*WHAT NEEDS TO BE DONE*:
Give the number of lines in the data below where the word "Deserialize" appears, and nothing besides.

*RECORDS SHOWN*:
════════════════════

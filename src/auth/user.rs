//! Code for creating the user table and fetching users from the database.

use std::fmt::Display;

use rusqlite::{Connection, Row};
use serde::{Deserialize, Serialize};

use crate::{Error, auth::PasswordHash};

/// A newtype wrapper for integer user IDs.
#[derive(Clone, Copy, Debug, PartialEq, Eq, Serialize, Deserialize, Hash)]
pub struct UserID(i64);

impl UserID {
    /// Create a new user ID.
    pub fn new(id: i64) -> Self {
        Self(id)
    }

    /// Cast the user ID to a 64 bit integer.
    pub fn as_i64(&self) -> i64 {
        self.0
    }
}

impl Display for UserID {
    fn fmt(&self, f: &mut std::fmt::Formatter<'_>) -> std::fmt::Result {
        self.0.fmt(f)
    }
}

/// A registered user.
#[derive(Debug, Clone, PartialEq, Serialize, Deserialize)]
pub struct User {
    /// The user's ID in the application database.
    pub id: UserID,
    /// The email address the user logs in with.
    pub email: String,
    /// The user's password hash.
    pub password_hash: PasswordHash,
}

/// Create the user table.
///
/// # Errors
///
/// This function will return an error if the SQL query failed.
pub fn create_user_table(connection: &Connection) -> Result<(), rusqlite::Error> {
    connection.execute(
        "CREATE TABLE IF NOT EXISTS user (
                id INTEGER PRIMARY KEY,
                email TEXT NOT NULL UNIQUE,
                password TEXT NOT NULL
                )",
        (),
    )?;

    Ok(())
}

/// Normalise an email address for storage and look up, or return an error if
/// it does not look like an email address.
pub fn parse_email(raw_email: &str) -> Result<String, Error> {
    let email = raw_email.trim().to_lowercase();

    match email.split_once('@') {
        Some((local, domain)) if !local.is_empty() && !domain.is_empty() => Ok(email),
        _ => Err(Error::InvalidEmail(raw_email.to_owned())),
    }
}

/// Create and insert a new user into the database.
///
/// # Errors
///
/// Returns [Error::DuplicateEmail] if the email is taken, or [Error::SqlError]
/// for other SQL errors.
pub fn create_user(
    email: &str,
    password_hash: PasswordHash,
    connection: &Connection,
) -> Result<User, Error> {
    connection.execute(
        "INSERT INTO user (email, password) VALUES (?1, ?2)",
        (email, password_hash.as_ref()),
    )?;

    let id = UserID::new(connection.last_insert_rowid());

    Ok(User {
        id,
        email: email.to_owned(),
        password_hash,
    })
}

fn map_user_row(row: &Row) -> Result<User, rusqlite::Error> {
    let id = UserID::new(row.get(0)?);
    let email = row.get(1)?;
    let raw_password_hash: String = row.get(2)?;

    Ok(User {
        id,
        email,
        password_hash: PasswordHash::new_unchecked(&raw_password_hash),
    })
}

/// Get the user from the database with an ID equal to `user_id`.
///
/// # Errors
///
/// Returns [Error::NotFound] if `user_id` does not belong to a registered user.
pub fn get_user_by_id(user_id: UserID, connection: &Connection) -> Result<User, Error> {
    connection
        .prepare("SELECT id, email, password FROM user WHERE id = :id")?
        .query_row(&[(":id", &user_id.as_i64())], map_user_row)
        .map_err(|error| error.into())
}

/// Get the user registered with `email`.
///
/// # Errors
///
/// Returns [Error::NotFound] if no user has registered with `email`.
pub fn get_user_by_email(email: &str, connection: &Connection) -> Result<User, Error> {
    connection
        .prepare("SELECT id, email, password FROM user WHERE email = :email")?
        .query_row(&[(":email", &email)], map_user_row)
        .map_err(|error| error.into())
}

/// Replace the password hash of the user with `user_id`.
///
/// # Errors
///
/// Returns [Error::NotFound] if there is no user with `user_id`.
pub fn update_password(
    user_id: UserID,
    password_hash: &PasswordHash,
    connection: &Connection,
) -> Result<(), Error> {
    let rows_affected = connection.execute(
        "UPDATE user SET password = ?1 WHERE id = ?2",
        (password_hash.as_ref(), user_id.as_i64()),
    )?;

    match rows_affected {
        0 => Err(Error::NotFound),
        _ => Ok(()),
    }
}
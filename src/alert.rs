//! Alerts for displaying success and error messages to users.
//!
//! Alerts are rendered as an out-of-band swap into the `#alert-container`
//! element that [crate::html::base] places at the bottom of every page.

use axum::response::{Html, IntoResponse, Response};
use maud::{Markup, html};

/// A success or error message shown to the user after an action.
#[derive(Debug, Clone, PartialEq)]
pub enum Alert {
    /// A success message with extra details.
    Success {
        /// The headline.
        message: String,
        /// A longer explanation shown under the headline.
        details: String,
    },
    /// A success message on its own.
    SuccessSimple {
        /// The headline.
        message: String,
    },
    /// An error message with extra details.
    Error {
        /// The headline.
        message: String,
        /// A longer explanation shown under the headline.
        details: String,
    },
}

const SUCCESS_STYLE: &str = "flex items-start p-4 mb-4 text-green-800 \
    border border-green-300 rounded-lg bg-green-50 dark:bg-gray-800 \
    dark:text-green-400 dark:border-green-800";

const ERROR_STYLE: &str = "flex items-start p-4 mb-4 text-red-800 \
    border border-red-300 rounded-lg bg-red-50 dark:bg-gray-800 \
    dark:text-red-400 dark:border-red-800";

impl Alert {
    fn parts(&self) -> (&'static str, &str, Option<&str>) {
        match self {
            Alert::Success { message, details } => (SUCCESS_STYLE, message, Some(details)),
            Alert::SuccessSimple { message } => (SUCCESS_STYLE, message, None),
            Alert::Error { message, details } => (ERROR_STYLE, message, Some(details)),
        }
    }

    /// Render the alert as HTML that replaces the page's alert container.
    pub fn into_markup(self) -> Markup {
        let (style, message, details) = self.parts();

        html! {
            div
                id="alert-container"
                hx-swap-oob="true"
                class="w-full max-w-md px-4"
                style="position: fixed; bottom: 1rem; left: 50%; transform: translateX(-50%); z-index: 9999;"
            {
                div class=(style) role="alert"
                {
                    div class="flex-1"
                    {
                        p class="text-sm font-medium" { (message) }

                        @if let Some(details) = details.filter(|details| !details.is_empty()) {
                            p class="mt-1 text-sm" { (details) }
                        }
                    }

                    button
                        type="button"
                        class="ms-3 text-sm font-semibold"
                        aria-label="Close"
                        onclick="this.closest('[role=alert]').remove()"
                    {
                        "×"
                    }
                }
            }
        }
    }

    /// Render the alert as an HTML response body.
    pub fn into_html(self) -> Html<String> {
        Html(self.into_markup().into_string())
    }
}

impl IntoResponse for Alert {
    fn into_response(self) -> Response {
        self.into_html().into_response()
    }
}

════════════════════

*EXERCISE SOLUTION*:
3